In the final year of the project, plans call for Zoe, equipped with a full array of instruments, to operate autonomously as it travels 50 kilometers over a two-month period. David Wettergreen, associate research professor in Carnegie Mellon's Robotics Institute and project leader for Life in the Atacama, will be in the desert with his colleagues from the end of August to mid-October conducting experiments in rover perception, mobility and autonomy during long-distance traverses.

The Atacama team also will conduct a series of robotic science investigations in which Zoe will be sent to visit promising locations and deploy instruments able to identify life forms. During these investigations, the rover's activities will be guided remotely from an operations center in Pittsburgh.

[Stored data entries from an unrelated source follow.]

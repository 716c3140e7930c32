// Path: crates/types/src/lib.rs
#![forbid(unsafe_code)]
#![deny(missing_docs)]
#![cfg_attr(
    not(test),
    deny(
        clippy::unwrap_used,
        clippy::expect_used,
        clippy::panic,
        clippy::unimplemented,
        clippy::todo
    )
)]

//! # HAPI Types
//!
//! This crate is the foundational library of the HAPI SDK. It holds everything
//! that can be computed without touching the network: the category table, the
//! fixed binary layouts of every on-chain account, the seed paths and derivation
//! of account addresses, and the binary encoding of program instructions.
//!
//! ## Architectural Role
//!
//! As the base crate, `hapi-types` performs no I/O and is a dependency of every
//! other crate in the workspace. The orchestration layer (`hapi-client`) composes
//! these pure functions with the fetch and submit collaborators defined in
//! `hapi-api`.

/// A top-level, crate-wide `Result` type alias with a default error type.
pub type Result<T, E = crate::error::CoreError> = std::result::Result<T, E>;

/// Account records (wire and domain forms), the category table and shared enums.
pub mod app;
/// The fixed-layout binary codec shared by account records and instructions.
pub mod codec;
/// Client configuration loaded from TOML.
pub mod config;
/// Deterministic program address derivation.
pub mod derivation;
/// A unified set of all error types used across the SDK.
pub mod error;
/// Program instructions: tags, payload encoding and account-list builders.
pub mod instruction;
/// Seed literals and seed paths that locate every entity on chain.
pub mod keys;
/// A prelude containing useful extension traits like `OptionExt`.
pub mod prelude;
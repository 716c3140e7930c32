//! Assertion macros shared by the workspace's tests.

use hapi_types::error::{ChainError, ClientError};

/// Asserts that two byte buffers are equal, printing both as base64 on failure.
#[macro_export]
macro_rules! assert_bytes_eq {
    ($left:expr, $right:expr) => {{
        let (left, right) = (&$left, &$right);
        let left: &[u8] = ::core::convert::AsRef::<[u8]>::as_ref(left);
        let right: &[u8] = ::core::convert::AsRef::<[u8]>::as_ref(right);
        if left != right {
            use $crate::__base64::Engine as _;
            panic!(
                "bytes differ\n  left: {}\n right: {}",
                $crate::__base64::engine::general_purpose::STANDARD.encode(left),
                $crate::__base64::engine::general_purpose::STANDARD.encode(right),
            );
        }
    }};
}

/// Asserts that a result is `Ok` and unwraps it.
#[macro_export]
macro_rules! assert_ok {
    ($expr:expr) => {
        match $expr {
            Ok(val) => val,
            Err(err) => panic!("Expected Ok, got Err: {:?}", err),
        }
    };
    ($expr:expr, $($arg:tt)+) => {
        match $expr {
            Ok(val) => val,
            Err(err) => panic!("Expected Ok, got Err: {:?} ({})", err, format!($($arg)+)),
        }
    };
}

/// Asserts that a result is `Err` and unwraps the error.
#[macro_export]
macro_rules! assert_err {
    ($expr:expr) => {
        match $expr {
            Ok(val) => panic!("Expected Err, got Ok: {:?}", val),
            Err(err) => err,
        }
    };
    ($expr:expr, $($arg:tt)+) => {
        match $expr {
            Ok(val) => panic!("Expected Err, got Ok: {:?} ({})", val, format!($($arg)+)),
            Err(err) => err,
        }
    };
}

/// Errors that can carry a program rejection reason.
pub trait Rejection {
    /// The reason the program gave, if this error is a rejected submission.
    fn rejection(&self) -> Option<&str>;
}

impl Rejection for ChainError {
    fn rejection(&self) -> Option<&str> {
        match self {
            ChainError::Submission { reason } => Some(reason),
            _ => None,
        }
    }
}

impl Rejection for ClientError {
    fn rejection(&self) -> Option<&str> {
        match self {
            ClientError::Chain(e) => e.rejection(),
            _ => None,
        }
    }
}

/// Asserts that a call was rejected by the program with `reason`.
#[macro_export]
macro_rules! assert_rejected {
    ($expr:expr, $reason:expr) => {
        match $expr {
            Ok(val) => panic!("Expected a rejected submission, got Ok: {:?}", val),
            Err(err) => match $crate::assertions::Rejection::rejection(&err) {
                Some(reason) => assert_eq!(reason, $reason),
                None => panic!("Expected a rejected submission, got {:?}", err),
            },
        }
    };
}

#[cfg(test)]
mod tests {
    use super::*;

    #[test]
    fn macros_pass_through_values() {
        assert_bytes_eq!(vec![1u8, 2], [1u8, 2]);
        assert_bytes_eq!(String::from("ab").into_bytes(), b"ab".to_vec());
        let v: Result<u8, ()> = Ok(3);
        assert_eq!(assert_ok!(v), 3);
        let e: Result<(), &str> = Err("no");
        assert_eq!(assert_err!(e), "no");
        let r: Result<(), ChainError> = Err(ChainError::Submission {
            reason: "Already in use".into(),
        });
        assert_rejected!(r, "Already in use");
    }

    #[test]
    #[should_panic(expected = "bytes differ")]
    fn bytes_mismatch_panics() {
        assert_bytes_eq!([1u8], [2u8]);
    }
}
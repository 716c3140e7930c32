// Path: crates/telemetry/src/time.rs
use std::time::{Duration, Instant};

/// Logs the elapsed time of a labelled scope at `debug` level when dropped.
#[derive(Debug)]
pub struct Timer {
    label: &'static str,
    start: Instant,
}

impl Timer {
    /// Starts timing `label`.
    pub fn new(label: &'static str) -> Self {
        Self {
            label,
            start: Instant::now(),
        }
    }

    /// Time since the timer started.
    pub fn elapsed(&self) -> Duration {
        self.start.elapsed()
    }
}

impl Drop for Timer {
    fn drop(&mut self) {
        tracing::debug!(
            target: "hapi::timing",
            label = self.label,
            elapsed_ms = self.start.elapsed().as_secs_f64() * 1000.0,
            "scope finished"
        );
    }
}
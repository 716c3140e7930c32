// Path: crates/types/src/instruction/builders.rs

//! Complete instructions: payload plus the account list the program expects.
//!
//! The first account is always the signer that pays for or authorizes the
//! operation. Instructions that allocate an account end with the system program
//! and the rent sysvar.

use super::HapiInstruction;
use crate::app::{
    CaseStatus, Category, CategoryMask, Name, Pubkey, ReporterType, RiskScore, RENT_SYSVAR_ID,
    SYSTEM_PROGRAM_ID,
};
use crate::error::DerivationError;
use crate::keys::{
    find_address_address, find_case_address, find_community_address, find_network_address,
    find_reporter_address,
};

/// An account referenced by an instruction.
#[derive(Clone, Copy, Debug, PartialEq, Eq)]
pub struct AccountMeta {
    /// The account address.
    pub pubkey: Pubkey,
    /// Whether the transaction must carry this account's signature.
    pub is_signer: bool,
    /// Whether the program may write to the account.
    pub is_writable: bool,
}

impl AccountMeta {
    /// A writable account.
    pub fn new(pubkey: Pubkey, is_signer: bool) -> Self {
        Self {
            pubkey,
            is_signer,
            is_writable: true,
        }
    }

    /// A read-only account.
    pub fn new_readonly(pubkey: Pubkey, is_signer: bool) -> Self {
        Self {
            pubkey,
            is_signer,
            is_writable: false,
        }
    }
}

/// An unsigned program instruction.
#[derive(Clone, Debug, PartialEq, Eq)]
pub struct Instruction {
    /// The program to invoke.
    pub program_id: Pubkey,
    /// The accounts, in program order.
    pub accounts: Vec<AccountMeta>,
    /// The encoded [`HapiInstruction`].
    pub data: Vec<u8>,
}

impl Instruction {
    fn new(program_id: &Pubkey, accounts: Vec<AccountMeta>, ix: &HapiInstruction) -> Self {
        Self {
            program_id: *program_id,
            accounts,
            data: ix.encode(),
        }
    }

    /// The keys that must sign a transaction carrying this instruction.
    pub fn signers(&self) -> impl Iterator<Item = &Pubkey> {
        self.accounts
            .iter()
            .filter(|m| m.is_signer)
            .map(|m| &m.pubkey)
    }
}

fn system_rent() -> [AccountMeta; 2] {
    [
        AccountMeta::new_readonly(SYSTEM_PROGRAM_ID, false),
        AccountMeta::new_readonly(RENT_SYSVAR_ID, false),
    ]
}

fn community_address(program_id: &Pubkey, community: &Name) -> Result<Pubkey, DerivationError> {
    Ok(find_community_address(program_id, community)?.0)
}

/// Builds `CreateCommunity`. The payer becomes the community authority.
pub fn create_community(
    program_id: &Pubkey,
    payer: &Pubkey,
    name: &Name,
) -> Result<Instruction, DerivationError> {
    let community = community_address(program_id, name)?;
    let mut accounts = vec![
        AccountMeta::new(*payer, true),
        AccountMeta::new(community, false),
    ];
    accounts.extend(system_rent());
    Ok(Instruction::new(
        program_id,
        accounts,
        &HapiInstruction::CreateCommunity { name: name.clone() },
    ))
}

/// Builds `UpdateCommunity`. The community keeps its address; only the stored
/// name and authority change.
pub fn update_community(
    program_id: &Pubkey,
    authority: &Pubkey,
    community_name: &Name,
    new_authority: &Pubkey,
    new_name: &Name,
) -> Result<Instruction, DerivationError> {
    let community = community_address(program_id, community_name)?;
    let accounts = vec![
        AccountMeta::new_readonly(*authority, true),
        AccountMeta::new(community, false),
        AccountMeta::new_readonly(*new_authority, false),
    ];
    Ok(Instruction::new(
        program_id,
        accounts,
        &HapiInstruction::UpdateCommunity {
            name: new_name.clone(),
        },
    ))
}

/// Builds `CreateNetwork`.
pub fn create_network(
    program_id: &Pubkey,
    payer: &Pubkey,
    community_name: &Name,
    name: &Name,
) -> Result<Instruction, DerivationError> {
    let community = community_address(program_id, community_name)?;
    let (network, _) = find_network_address(program_id, &community, name)?;
    let mut accounts = vec![
        AccountMeta::new(*payer, true),
        AccountMeta::new(network, false),
        AccountMeta::new_readonly(community, false),
    ];
    accounts.extend(system_rent());
    Ok(Instruction::new(
        program_id,
        accounts,
        &HapiInstruction::CreateNetwork { name: name.clone() },
    ))
}

/// Builds `UpdateNetwork`.
pub fn update_network(
    program_id: &Pubkey,
    authority: &Pubkey,
    community_name: &Name,
    name: &Name,
) -> Result<Instruction, DerivationError> {
    let community = community_address(program_id, community_name)?;
    let (network, _) = find_network_address(program_id, &community, name)?;
    let accounts = vec![
        AccountMeta::new_readonly(*authority, true),
        AccountMeta::new_readonly(community, false),
        AccountMeta::new(network, false),
    ];
    Ok(Instruction::new(
        program_id,
        accounts,
        &HapiInstruction::UpdateNetwork,
    ))
}

/// Builds `CreateReporter`.
pub fn create_reporter(
    program_id: &Pubkey,
    payer: &Pubkey,
    community_name: &Name,
    reporter_key: &Pubkey,
    reporter_type: ReporterType,
    name: &Name,
) -> Result<Instruction, DerivationError> {
    let community = community_address(program_id, community_name)?;
    let (reporter, _) = find_reporter_address(program_id, &community, reporter_key)?;
    let mut accounts = vec![
        AccountMeta::new_readonly(*payer, true),
        AccountMeta::new(community, false),
        AccountMeta::new_readonly(*reporter_key, false),
        AccountMeta::new(reporter, false),
    ];
    accounts.extend(system_rent());
    Ok(Instruction::new(
        program_id,
        accounts,
        &HapiInstruction::CreateReporter {
            reporter_type,
            name: name.clone(),
        },
    ))
}

/// Builds `UpdateReporter`.
pub fn update_reporter(
    program_id: &Pubkey,
    authority: &Pubkey,
    community_name: &Name,
    reporter_key: &Pubkey,
    reporter_type: ReporterType,
    name: &Name,
) -> Result<Instruction, DerivationError> {
    let community = community_address(program_id, community_name)?;
    let (reporter, _) = find_reporter_address(program_id, &community, reporter_key)?;
    let accounts = vec![
        AccountMeta::new_readonly(*authority, true),
        AccountMeta::new(community, false),
        AccountMeta::new_readonly(*reporter_key, false),
        AccountMeta::new(reporter, false),
    ];
    Ok(Instruction::new(
        program_id,
        accounts,
        &HapiInstruction::UpdateReporter {
            reporter_type,
            name: name.clone(),
        },
    ))
}

/// Builds `CreateCase` for an explicit case id.
///
/// The program only accepts `case_id == community.next_case_id`; callers read
/// the community first.
pub fn create_case(
    program_id: &Pubkey,
    reporter_key: &Pubkey,
    community_name: &Name,
    case_id: u64,
    categories: CategoryMask,
    status: CaseStatus,
    name: &Name,
) -> Result<Instruction, DerivationError> {
    let community = community_address(program_id, community_name)?;
    let (reporter, _) = find_reporter_address(program_id, &community, reporter_key)?;
    let (case, _) = find_case_address(program_id, &community, case_id)?;
    let mut accounts = vec![
        AccountMeta::new(*reporter_key, true),
        AccountMeta::new(community, false),
        AccountMeta::new_readonly(reporter, false),
        AccountMeta::new(case, false),
    ];
    accounts.extend(system_rent());
    Ok(Instruction::new(
        program_id,
        accounts,
        &HapiInstruction::CreateCase {
            case_id,
            categories,
            status,
            name: name.clone(),
        },
    ))
}

/// Builds `UpdateCase`.
pub fn update_case(
    program_id: &Pubkey,
    reporter_key: &Pubkey,
    community_name: &Name,
    case_id: u64,
    categories: CategoryMask,
    status: CaseStatus,
) -> Result<Instruction, DerivationError> {
    let community = community_address(program_id, community_name)?;
    let (reporter, _) = find_reporter_address(program_id, &community, reporter_key)?;
    let (case, _) = find_case_address(program_id, &community, case_id)?;
    let accounts = vec![
        AccountMeta::new(*reporter_key, true),
        AccountMeta::new_readonly(community, false),
        AccountMeta::new_readonly(reporter, false),
        AccountMeta::new(case, false),
    ];
    Ok(Instruction::new(
        program_id,
        accounts,
        &HapiInstruction::UpdateCase { categories, status },
    ))
}

/// The addressing context shared by `CreateAddress` and `UpdateAddress`.
#[derive(Clone, Debug, PartialEq, Eq)]
pub struct AddressTarget<'a> {
    /// The community name.
    pub community: &'a Name,
    /// The network name.
    pub network: &'a Name,
    /// The raw flagged address.
    pub address: Pubkey,
}

struct AddressAccounts {
    community: Pubkey,
    network: Pubkey,
    reporter: Pubkey,
    case: Pubkey,
    address: Pubkey,
}

fn address_accounts(
    program_id: &Pubkey,
    reporter_key: &Pubkey,
    target: &AddressTarget<'_>,
    case_id: u64,
) -> Result<AddressAccounts, DerivationError> {
    let community = community_address(program_id, target.community)?;
    let (network, _) = find_network_address(program_id, &community, target.network)?;
    let (reporter, _) = find_reporter_address(program_id, &community, reporter_key)?;
    let (case, _) = find_case_address(program_id, &community, case_id)?;
    let (address, _) = find_address_address(program_id, &community, &network, &target.address)?;
    Ok(AddressAccounts {
        community,
        network,
        reporter,
        case,
        address,
    })
}

/// Builds `CreateAddress`.
pub fn create_address(
    program_id: &Pubkey,
    reporter_key: &Pubkey,
    target: &AddressTarget<'_>,
    risk: RiskScore,
    case_id: u64,
    category: Category,
) -> Result<Instruction, DerivationError> {
    let a = address_accounts(program_id, reporter_key, target, case_id)?;
    let mut accounts = vec![
        AccountMeta::new(*reporter_key, true),
        AccountMeta::new(a.community, false),
        AccountMeta::new_readonly(a.network, false),
        AccountMeta::new_readonly(a.reporter, false),
        AccountMeta::new_readonly(a.case, false),
        AccountMeta::new(a.address, false),
    ];
    accounts.extend(system_rent());
    Ok(Instruction::new(
        program_id,
        accounts,
        &HapiInstruction::CreateAddress {
            address: target.address,
            risk,
            case_id,
            category,
        },
    ))
}

/// Builds `UpdateAddress`. `case_id` is the case the address moves to.
pub fn update_address(
    program_id: &Pubkey,
    reporter_key: &Pubkey,
    target: &AddressTarget<'_>,
    risk: RiskScore,
    case_id: u64,
    category: Category,
) -> Result<Instruction, DerivationError> {
    let a = address_accounts(program_id, reporter_key, target, case_id)?;
    let accounts = vec![
        AccountMeta::new(*reporter_key, true),
        AccountMeta::new_readonly(a.community, false),
        AccountMeta::new_readonly(a.network, false),
        AccountMeta::new_readonly(a.reporter, false),
        AccountMeta::new_readonly(a.case, false),
        AccountMeta::new(a.address, false),
    ];
    Ok(Instruction::new(
        program_id,
        accounts,
        &HapiInstruction::UpdateAddress {
            risk,
            case_id,
            category,
        },
    ))
}

#[cfg(test)]
mod tests {
    use super::*;
    use crate::app::HAPI_PROGRAM_ID;

    fn key(s: &str) -> Pubkey {
        s.parse().unwrap()
    }

    fn name(s: &str) -> Name {
        Name::new(s).unwrap()
    }

    #[test]
    fn create_community_accounts() {
        let payer = Pubkey::new([7; 32]);
        let ix = create_community(&HAPI_PROGRAM_ID, &payer, &name("hapi.one")).unwrap();
        assert_eq!(ix.program_id, HAPI_PROGRAM_ID);
        assert_eq!(
            ix.accounts,
            vec![
                AccountMeta::new(payer, true),
                AccountMeta::new(key("DgBtqgnzYRsUZP3PhX5rCLfNycTQQ8cp7eMseosUQ4Ja"), false),
                AccountMeta::new_readonly(SYSTEM_PROGRAM_ID, false),
                AccountMeta::new_readonly(RENT_SYSVAR_ID, false),
            ]
        );
        assert_eq!(ix.data[0], 0);
        assert_eq!(ix.signers().collect::<Vec<_>>(), vec![&payer]);
    }

    #[test]
    fn create_case_targets_the_case_address_for_its_id() {
        let reporter = key("DzMkTkH6ms7hEzyHisFnLLc2WDJfBb9TNNaPDQ7ADHhy");
        let ix = create_case(
            &HAPI_PROGRAM_ID,
            &reporter,
            &name("hapi.one"),
            1,
            CategoryMask::empty(),
            CaseStatus::Open,
            &name("case1"),
        )
        .unwrap();
        assert_eq!(ix.accounts.len(), 6);
        assert_eq!(
            ix.accounts[2].pubkey,
            key("GfwYi1NaoMFJUHzEXtTkXAQewxxqs7PbseAYnsfiNnS7")
        );
        assert_eq!(
            ix.accounts[3],
            AccountMeta::new(key("6vGsVQ1YMu5zkNUMJ5j5H1TVimfennBcYuYP9hXw1kB2"), false)
        );
        assert!(matches!(
            HapiInstruction::decode(&ix.data),
            Ok(HapiInstruction::CreateCase { case_id: 1, .. })
        ));
    }

    #[test]
    fn address_builders_share_account_order() {
        let reporter = Pubkey::new([9; 32]);
        let community = name("hapi.one");
        let network = name("testcoin");
        let target = AddressTarget {
            community: &community,
            network: &network,
            address: key("2Yy2iSPJv4iEMyNkUX7ydFoufSmyPLMc8P9owJopFRew"),
        };
        let risk = RiskScore::try_from(5u8).unwrap();
        let create = create_address(&HAPI_PROGRAM_ID, &reporter, &target, risk, 1, Category::Theft).unwrap();
        let update = update_address(&HAPI_PROGRAM_ID, &reporter, &target, risk, 1, Category::Theft).unwrap();

        assert_eq!(create.accounts.len(), 8);
        assert_eq!(update.accounts.len(), 6);
        for (c, u) in create.accounts.iter().zip(update.accounts.iter()) {
            assert_eq!(c.pubkey, u.pubkey);
        }
        assert_eq!(
            create.accounts[5].pubkey,
            key("C5Srms9M3eHy5XbzEgRgEEHFZ3rKxdAEaH2DZSSXLGDD")
        );
        assert_eq!(
            create.accounts[2].pubkey,
            key("2viJmmn2pEfd6cogyqdDGWS9YkrVdnx87L994Qo3GwLx")
        );
    }

    #[test]
    fn update_network_has_no_fields() {
        let ix = update_network(
            &HAPI_PROGRAM_ID,
            &Pubkey::new([1; 32]),
            &name("hapi.one"),
            &name("testcoin"),
        )
        .unwrap();
        assert_eq!(ix.data, vec![3]);
        assert!(ix.accounts[2].is_writable);
    }
}
// Path: crates/test_utils/src/lib.rs
#![cfg_attr(
    not(test),
    deny(
        clippy::unwrap_used,
        clippy::expect_used,
        clippy::unimplemented,
        clippy::todo,
        clippy::indexing_slicing
    )
)]

//! # HAPI Test Utilities
//!
//! An in-memory emulation of the HAPI program that implements both chain
//! collaborator traits, pinned byte fixtures, and
//! assertion macros shared by the workspace's tests.

pub mod assertions;
pub mod fixtures;
pub mod ledger;

pub use ledger::{MockLedger, ProgramError};

#[doc(hidden)]
pub use base64 as __base64;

This year's Atacama mission will include an effort to document the life-detection capabilities of people in contrast with those of robots. A fluorescence imager developed by Alan Waggoner, director of the Molecular Biosensor and Imaging Center (MBIC) in the university's Mellon College of Science, will be located beneath the rover and used to detect the presence of molecules indicative of life.

"Our goal is to make genuine discoveries about the limits of life on Earth and to create technology that can be applied to future NASA missions," said Wettergreen. "This will be the second of three field experiments in the Atacama. Each time our robot is better able to use sensing and intelligence to find land forms or environmental conditions that could harbor life."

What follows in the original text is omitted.